Collected data entries
//! Check command implementation.
//!
//! The `setup-local-ai check` command runs only the Python version gate.

use crate::config::SetupConfig;
use crate::error::Result;
use crate::shell::{CommandRunner, SystemRunner};
use crate::steps::VersionGate;
use crate::ui::UserInterface;

use super::dispatcher::{Command, CommandResult};

/// The check command implementation.
pub struct CheckCommand {
    config: SetupConfig,
}

impl CheckCommand {
    /// Create a new check command.
    pub fn new(config: SetupConfig) -> Self {
        Self { config }
    }

    pub fn execute_with(
        &self,
        runner: &dyn CommandRunner,
        ui: &mut dyn UserInterface,
    ) -> Result<CommandResult> {
        let gate = VersionGate::new(runner, &self.config.python, self.config.min_python);
        match gate.check(ui) {
            Ok(_) => Ok(CommandResult::success()),
            Err(_) => Ok(CommandResult::failure(1)),
        }
    }
}

impl Command for CheckCommand {
    fn execute(&self, ui: &mut dyn UserInterface) -> Result<CommandResult> {
        self.execute_with(&SystemRunner, ui)
    }
}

WHAT THE TASK ASKS:
Your task is to set down exactly the lines from the line containing "use crate::config::SetupConfig;" to the end of the data above, including both ends.

REPLY TO THE EXERCISE:
use crate::config::SetupConfig;
use crate::error::Result;
use crate::shell::{CommandRunner, SystemRunner};
use crate::steps::VersionGate;
use crate::ui::UserInterface;

use super::dispatcher::{Command, CommandResult};

/// The check command implementation.
pub struct CheckCommand {
    config: SetupConfig,
}

impl CheckCommand {
    /// Create a new check command.
    pub fn new(config: SetupConfig) -> Self {
        Self { config }
    }

    pub fn execute_with(
        &self,
        runner: &dyn CommandRunner,
        ui: &mut dyn UserInterface,
    ) -> Result<CommandResult> {
        let gate = VersionGate::new(runner, &self.config.python, self.config.min_python);
        match gate.check(ui) {
            Ok(_) => Ok(CommandResult::success()),
            Err(_) => Ok(CommandResult::failure(1)),
        }
    }
}

impl Command for CheckCommand {
    fn execute(&self, ui: &mut dyn UserInterface) -> Result<CommandResult> {
        self.execute_with(&SystemRunner, ui)
    }
}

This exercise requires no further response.